- Directed by: E. Mason Hopper
- Written by: John T. Neville
- Produced by: Cliff P. Broughton
- Starring: Conway Tearle Irene Rich Mary Carlisle
- Cinematography: Jules Cronjager
- Edited by: Byron Robinson
- Production company: Cliff Broughton Productions
- Distributed by: Mayfair Pictures
- Release date: October 12, 1932;
- Running time: 67 minutes
- Country: United States
- Language: English

= Her Mad Night =

1932 film

Her Mad Night is a 1932 American pre-Code crime film directed by E. Mason Hopper and starring Conway Tearle, Irene Rich and Mary Carlisle. It is also known by the title Held For Murder.

==Plot==
On an ocean crossing, lawyer Steven Kennedy repeatedly proposes marriage to Joan Manners, eventually she accepts.
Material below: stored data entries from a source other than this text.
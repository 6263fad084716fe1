//! HTTP error handling.
//!
//! Errors are rendered as HTML error pages, matching the rest of the site.

use axum::{
    http::StatusCode,
    response::{Html, IntoResponse, Response},
};

use crate::db::repository::RepositoryError;
use crate::models::TicParseError;
use crate::render::render_error_page;

/// Application error type for HTTP handlers.
#[derive(Debug)]
pub enum AppError {
    /// Invalid request (validation error)
    BadRequest(String),
    /// Internal server error
    Internal(String),
    /// Repository error
    Repository(RepositoryError),
}

impl AppError {
    pub fn status(&self) -> StatusCode {
        match self {
            AppError::BadRequest(_) => StatusCode::BAD_REQUEST,
            AppError::Internal(_) | AppError::Repository(_) => StatusCode::INTERNAL_SERVER_ERROR,
        }
    }

    pub fn message(&self) -> String {
        match self {
            AppError::BadRequest(msg) | AppError::Internal(msg) => msg.clone(),
            AppError::Repository(e) => format!("Database error: {}", e),
        }
    }
}

impl IntoResponse for AppError {
    fn into_response(self) -> Response {
        if self.status().is_server_error() {
            tracing::error!(error = %self.message(), "request failed");
        }
        (self.status(), Html(render_error_page(&self.message()))).into_response()
    }
}

impl From<RepositoryError> for AppError {
    fn from(err: RepositoryError) -> Self {
        AppError::Repository(err)
    }
}

impl From<TicParseError> for AppError {
    fn from(err: TicParseError) -> Self {
        AppError::BadRequest(err.to_string())
    }
}

impl From<anyhow::Error> for AppError {
    fn from(err: anyhow::Error) -> Self {
        AppError::Internal(err.to_string())
    }
}
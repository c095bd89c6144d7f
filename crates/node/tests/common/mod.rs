// Path: crates/node/tests/common/mod.rs

#![allow(dead_code)]

use poc_api::storage::TableStore;
use poc_node::{ChainManager, NodeServices};
use poc_storage::MemoryTableStore;
use poc_test_utils::fixtures::test_consensus_config;
use poc_test_utils::{ManualClock, MockHeaderService, MockLedger, MockProtocolRegistry};
use poc_types::app::{Address, ChainId};
use poc_types::config::{ChainConfig, ConsensusConfig};
use std::sync::Arc;
use std::time::Duration;

/// Fixed wall-clock time of every harness, in milliseconds.
pub const T0: u64 = 1_000_000;

/// A slot long enough that the scheduler's timer never fires twice in a test;
/// ticks past the first are driven through `ChainManager::tick_chain`.
pub const SLOW_INTERVAL: u64 = 60_000;

pub const PROTOCOL_VERSION: u16 = 3;

pub fn slow_defaults(chain_id: ChainId) -> ConsensusConfig {
    ConsensusConfig {
        packing_interval_ms: SLOW_INTERVAL,
        ..test_consensus_config(chain_id)
    }
}

pub fn slow_chain_config(chain_id: ChainId) -> ChainConfig {
    ChainConfig::from_defaults(&slow_defaults(chain_id))
}

pub struct Harness {
    pub store: Arc<dyn TableStore>,
    pub headers: Arc<MockHeaderService>,
    pub ledger: Arc<MockLedger>,
    pub protocol: Arc<MockProtocolRegistry>,
    pub clock: Arc<ManualClock>,
    pub manager: Arc<ChainManager>,
}

impl Harness {
    pub fn new() -> Self {
        Self::with_store(Arc::new(MemoryTableStore::new()))
    }

    pub fn with_store(store: Arc<dyn TableStore>) -> Self {
        Self::with_parts(
            store,
            Arc::new(MockHeaderService::new()),
            Arc::new(MockLedger::new()),
            Arc::new(ManualClock::new(T0)),
        )
    }

    /// A second node over the same collaborators, as after a process restart.
    pub fn restarted(&self, store: Arc<dyn TableStore>) -> Self {
        Self::with_parts(
            store,
            self.headers.clone(),
            self.ledger.clone(),
            self.clock.clone(),
        )
    }

    fn with_parts(
        store: Arc<dyn TableStore>,
        headers: Arc<MockHeaderService>,
        ledger: Arc<MockLedger>,
        clock: Arc<ManualClock>,
    ) -> Self {
        let protocol = Arc::new(MockProtocolRegistry::new(PROTOCOL_VERSION));
        let services = NodeServices {
            store: store.clone(),
            headers: headers.clone(),
            ledger: ledger.clone(),
            protocol: protocol.clone(),
            clock: clock.clone(),
        };
        let manager = Arc::new(ChainManager::new(services, slow_defaults(1), 16));
        Self {
            store,
            headers,
            ledger,
            protocol,
            clock,
            manager,
        }
    }

    /// Starts the node and waits until each chain's scheduler has entered its
    /// first tick. Later calls on a chain queue behind that tick, so tests see
    /// a deterministic order.
    pub async fn start(&self) -> Vec<ChainId> {
        let baseline = self.headers.polls();
        let running = self.manager.start().await.unwrap();
        while self.headers.polls() < baseline + running.len() {
            tokio::time::sleep(Duration::from_millis(1)).await;
        }
        running
    }

    /// Funds the owning addresses `[seed; 32]`.
    pub fn fund(&self, seeds: &[u8]) {
        for seed in seeds {
            self.ledger.set_balance(Address([*seed; 32]), 1_000_000);
        }
    }
}
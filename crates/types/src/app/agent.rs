// Path: crates/types/src/app/agent.rs

use super::{Address, Amount, TxHash};
use parity_scale_codec::{Decode, Encode};
use serde::{Deserialize, Serialize};

/// Lifecycle of a registered agent.
#[derive(Encode, Decode, Serialize, Deserialize, Debug, Clone, Copy, PartialEq, Eq, Hash)]
pub enum AgentStatus {
    /// Eligible for round membership.
    Active,
    /// Voluntarily stopped; waiting for the stop lock to elapse.
    Exiting,
    /// Terminal. Only a new registration brings the operator back.
    Exited,
}

/// A registered validator.
#[derive(Encode, Decode, Serialize, Deserialize, Debug, Clone, PartialEq, Eq)]
pub struct Agent {
    /// Hash of the registration transaction. This is the agent's identity.
    pub agent_hash: TxHash,
    /// The owning address that registered the agent and locked its deposit.
    pub agent_address: Address,
    /// The address that signs blocks for this agent.
    pub packing_address: Address,
    /// The address receiving block rewards.
    pub reward_address: Address,
    /// Commission rate charged to delegators, in percent.
    pub commission_rate: u8,
    /// The owner's own locked deposit.
    pub deposit: Amount,
    /// Height of the registration transaction.
    pub create_height: u64,
    /// Time of the registration transaction, in milliseconds.
    pub create_time: u64,
    /// Current lifecycle status.
    pub status: AgentStatus,
    /// Derived credit. Recomputed at every round boundary and never persisted.
    #[codec(skip)]
    #[serde(default)]
    pub credit: Amount,
    /// Time the agent was stopped or disqualified, in milliseconds.
    pub stop_time: Option<u64>,
    /// Funds stay locked until this time after a red card, in milliseconds.
    pub locked_until: Option<u64>,
}

impl Agent {
    /// Returns true if the agent may appear in a round.
    pub fn is_active(&self) -> bool {
        self.status == AgentStatus::Active
    }
}

#[cfg(test)]
mod tests {
    use super::*;

    fn sample() -> Agent {
        Agent {
            agent_hash: TxHash([7; 32]),
            agent_address: Address([1; 32]),
            packing_address: Address([2; 32]),
            reward_address: Address([1; 32]),
            commission_rate: 20,
            deposit: 500,
            create_height: 3,
            create_time: 3_000,
            status: AgentStatus::Active,
            credit: 450,
            stop_time: None,
            locked_until: None,
        }
    }

    #[test]
    fn json_snapshot_without_credit_defaults_to_zero() {
        let mut value = serde_json::to_value(sample()).unwrap();
        assert_eq!(value["status"], "Active");
        value.as_object_mut().unwrap().remove("credit");
        let agent: Agent = serde_json::from_value(value).unwrap();
        assert_eq!(agent.credit, 0);
        assert_eq!(agent.deposit, 500);
    }
}
//! Seeded randomness for reproducible property-style tests

use poc_types::app::{Address, Agent, TxHash};
use rand::rngs::StdRng;
use rand::seq::SliceRandom;
use rand::{Rng, SeedableRng};

use crate::fixtures;

/// A deterministic RNG for `seed`.
pub fn seeded_rng(seed: u64) -> StdRng {
    StdRng::seed_from_u64(seed)
}

/// `count` active agents with random addresses and credits drawn from a small
/// range, so equal credits (and the address tie-break) are common.
pub fn random_agents(rng: &mut StdRng, count: usize) -> Vec<Agent> {
    (0..count)
        .map(|i| {
            let mut a = fixtures::agent(0, 0, 0);
            a.agent_hash = TxHash(rng.gen());
            a.agent_address = Address(rng.gen());
            a.packing_address = Address(rng.gen());
            a.deposit = 100 + (i as u128 % 7);
            a.credit = rng.gen_range(1..=5u128) * 10;
            a
        })
        .collect()
}

/// Returns a shuffled copy of `items`.
pub fn shuffled<T: Clone>(rng: &mut StdRng, items: &[T]) -> Vec<T> {
    let mut out = items.to_vec();
    out.shuffle(rng);
    out
}
impl AgentManager {
    pub fn new(store: Arc<dyn TableStore>, ledger: Arc<dyn LedgerService>) -> Self {
        Self { store, ledger }
    }

    /// Scans the agent table into the cache.
    ///
    /// Active agents populate the schedulable set and stopped agents still inside
    /// their lock go to `pending_exits`. Red-carded agents only leave their
    /// address lock behind. A scan failure leaves all three empty and the chain
    /// starts degraded; an undecodable record is skipped.
    pub fn load_agents(&self, state: &mut ChainState) {
        state.agents.clear();
        state.pending_exits.clear();
        state.locks.clear();

        let table = agent_table(state.chain_id);
        let entries = match self.store.scan(&table) {
            Ok(entries) => entries,
            Err(e) => {
                tracing::warn!(
                    target: "consensus",
                    chain_id = state.chain_id,
                    error = %e,
                    "Agent scan failed; starting with an empty agent cache"
                );
                return;
            }
        };

        for (key, value) in entries {
            let agent: Agent = match codec::from_bytes_canonical(&value) {
                Ok(agent) => agent,
                Err(e) => {
                    tracing::error!(
                        target: "consensus",
                        chain_id = state.chain_id,
                        key = %hex::encode(&key),
                        error = %e,
                        "Skipping undecodable agent record"
                    );
                    continue;
                }
            };
            match agent.status {
                AgentStatus::Active => state.agents.push(agent),
                AgentStatus::Exiting => state.pending_exits.push(agent),
                AgentStatus::Exited => {
                    if let Some(until) = agent.locked_until {
                        state.locks.insert(agent.agent_address, until);
                    }
                }
            }
        }

        tracing::info!(
            target: "consensus",
            chain_id = state.chain_id,
            active = state.agents.len(),
            exiting = state.pending_exits.len(),
            "Loaded agents"
        );
    }

    /// Recomputes every active agent's credit for `round_index`.
    pub fn refresh_credits(&self, state: &mut ChainState, round_index: u64) {
        let credits: Vec<Amount> = state
            .agents
            .iter()
            .map(|a| {
                compute_credit(
                    a,
                    &state.deposits,
                    state.punish_history(&a.agent_hash),
                    round_index,
                    &state.config,
                )
            })
            .collect();
        for (agent, credit) in state.agents.iter_mut().zip(credits) {
            agent.credit = credit;
        }
    }

    /// Validates and applies a registration transaction.
    pub async fn register(
        &self,
        state: &mut ChainState,
        tx: &RegisterAgentTx,
    ) -> Result<Agent, ChainError> {
        let table = agent_table(state.chain_id);
        if state.live_agent(&tx.tx_hash).is_some() || self.store.get(&table, &tx.tx_hash.0)?.is_some()
        {
            return Err(ValidationError::DuplicateTransaction(tx.tx_hash).into());
        }

        let config = &state.config;
        if tx.commission_rate < config.commission_rate_min
            || tx.commission_rate > config.commission_rate_max
        {
            return Err(ValidationError::CommissionRateOutOfRange {
                rate: tx.commission_rate,
                min: config.commission_rate_min,
                max: config.commission_rate_max,
            }
            .into());
        }
        if tx.deposit < config.commission_min || tx.deposit > config.commission_max {
            return Err(ValidationError::CommissionOutOfRange {
                amount: tx.deposit,
                min: config.commission_min,
                max: config.commission_max,
            }
            .into());
        }

        let address_taken = state
            .agents
            .iter()
            .chain(state.pending_exits.iter())
            .any(|a| {
                a.agent_address == tx.agent_address
                    || a.packing_address == tx.packing_address
                    || a.packing_address == tx.agent_address
            });
        if address_taken {
            return Err(ValidationError::AddressInUse.into());
        }
        if let Some(until) = state.locked_until(&tx.agent_address, tx.time) {
            return Err(ValidationError::AddressLocked { until }.into());
        }

        let required = tx.deposit.saturating_add(tx.fee);
        let available = self
            .ledger
            .available_balance(state.chain_id, config.assets_id, &tx.agent_address)
            .await?;
        if available < required {
            return Err(ValidationError::InsufficientBalance {
                required,
                available,
            }
            .into());
        }

        let agent = Agent {
            agent_hash: tx.tx_hash,
            agent_address: tx.agent_address,
            packing_address: tx.packing_address,
            reward_address: tx.reward_address,
            commission_rate: tx.commission_rate,
            deposit: tx.deposit,
            create_height: tx.height,
            create_time: tx.time,
            status: AgentStatus::Active,
            credit: 0,
            stop_time: None,
            locked_until: None,
        };
        self.persist(state.chain_id, &agent)?;
        state.agents.push(agent.clone());

        tracing::info!(
            target: "consensus",
            chain_id = state.chain_id,
            agent = %agent.agent_hash,
            address = %agent.agent_address,
            deposit = %agent.deposit,
            "Registered agent"
        );
        Ok(agent)
    }

    /// Checks that `tx` may stop its agent. Nothing is mutated.
    pub async fn validate_stop(
        &self,
        state: &ChainState,
        tx: &StopAgentTx,
    ) -> Result<(), ChainError> {
        let agent = match state.agent(&tx.agent_hash) {
            Some(agent) => agent,
            None if state.live_agent(&tx.agent_hash).is_some() => {
                return Err(ValidationError::AgentNotActive(tx.agent_hash).into())
            }
            None => return Err(ValidationError::AgentNotFound(tx.agent_hash).into()),
        };
        if agent.agent_address != tx.sender {
            return Err(ValidationError::NotOwner.into());
        }
        let available = self
            .ledger
            .available_balance(state.chain_id, state.config.assets_id, &tx.sender)
            .await?;
        if available < tx.fee {
            return Err(ValidationError::InsufficientBalance {
                required: tx.fee,
                available,
            }
            .into());
        }
        Ok(())
    }

    /// Moves a validated agent to `Exiting`. Its deposits must already be released.
    pub fn stop(&self, state: &mut ChainState, tx: &StopAgentTx) -> Result<(), ChainError> {
        let pos = state
            .agents
            .iter()
            .position(|a| a.agent_hash == tx.agent_hash)
            .ok_or(ValidationError::AgentNotFound(tx.agent_hash))?;

        let mut stopped = state.agents.get(pos).cloned().ok_or(ValidationError::AgentNotFound(tx.agent_hash))?;
        stopped.status = AgentStatus::Exiting;
        stopped.stop_time = Some(tx.time);
        stopped.credit = 0;
        self.persist(state.chain_id, &stopped)?;

        state.agents.remove(pos);
        state.pending_exits.push(stopped);
        tracing::info!(
            target: "consensus",
            chain_id = state.chain_id,
            agent = %tx.agent_hash,
            "Agent stopping"
        );
        Ok(())
    }

    /// Moves stopped agents whose stop lock has elapsed to `Exited`.
    ///
    /// A failed write keeps the agent pending so the next tick retries it.
    pub fn finalize_exits(&self, state: &mut ChainState, now: u64) -> usize {
        let lock = state.config.stop_lock_millis();
        let mut finalized = 0;
        let mut still_pending = Vec::with_capacity(state.pending_exits.len());

        for mut agent in std::mem::take(&mut state.pending_exits) {
            let due = agent.stop_time.unwrap_or(0).saturating_add(lock) <= now;
            if !due {
                still_pending.push(agent);
                continue;
            }
            agent.status = AgentStatus::Exited;
            match self.persist(state.chain_id, &agent) {
                Ok(()) => {
                    finalized += 1;
                    tracing::info!(
                        target: "consensus",
                        chain_id = state.chain_id,
                        agent = %agent.agent_hash,
                        "Agent exited after stop lock"
                    );
                }
                Err(e) => {
                    agent.status = AgentStatus::Exiting;
                    tracing::warn!(
                        target: "consensus",
                        chain_id = state.chain_id,
                        agent = %agent.agent_hash,
                        error = %e,
                        "Failed to finalize agent exit"
                    );
                    still_pending.push(agent);
                }
            }
        }
        state.pending_exits = still_pending;
        finalized
    }

    /// Exits an agent after a red card. Its owning address cannot register a new
    /// agent until `time + red lock`. The caller releases the agent's deposits.
    ///
    /// Returns `false` if the agent was not live.
    pub fn disqualify(
        &self,
        state: &mut ChainState,
        agent_hash: &TxHash,
        time: u64,
    ) -> Result<bool, StorageError> {
        let Some(mut agent) = state.live_agent(agent_hash).cloned() else {
            return Ok(false);
        };
        agent.status = AgentStatus::Exited;
        agent.credit = 0;
        agent.stop_time = Some(agent.stop_time.unwrap_or(time));
        agent.locked_until = Some(time.saturating_add(state.config.red_lock_millis()));
        self.persist(state.chain_id, &agent)?;

        state.agents.retain(|a| &a.agent_hash != agent_hash);
        state.pending_exits.retain(|a| &a.agent_hash != agent_hash);
        if let Some(until) = agent.locked_until {
            state.locks.insert(agent.agent_address, until);
        }
        tracing::warn!(
            target: "consensus",
            chain_id = state.chain_id,
            agent = %agent_hash,
            locked_until = ?agent.locked_until,
            "Agent disqualified"
        );
        Ok(true)
    }

    /// Returns true if the agent table holds a record for `agent_hash`.
    pub fn is_known(&self, state: &ChainState, agent_hash: &TxHash) -> Result<bool, StorageError> {
        if state.live_agent(agent_hash).is_some() {
            return Ok(true);
        }
        Ok(self
            .store
            .get(&agent_table(state.chain_id), &agent_hash.0)?
            .is_some())
    }

    fn persist(&self, chain_id: u32, agent: &Agent) -> Result<(), StorageError> {
        self.store.put(
            &agent_table(chain_id),
            &agent.agent_hash.0,
            &codec::to_bytes_canonical(agent),
        )
    }
}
She hits it off well with Steve's daughter Connie, but find that she is in a relationship with Schuyler Durkin, who Joan had once also been in a relationship with.

==Cast==
- Conway Tearle as Steven Kennedy
- Irene Rich as Joan Manners
- Mary Carlisle as Constance 'Connie' Kennedy
- Kenneth Thomson as Schuyler Durkin
- William B. Davidson as District Attorney
- William Irving as Jury Foreman

==Bibliography==
- Pitts, Michael R. Poverty Row Studios, 1929-1940. McFarland & Company, 2005.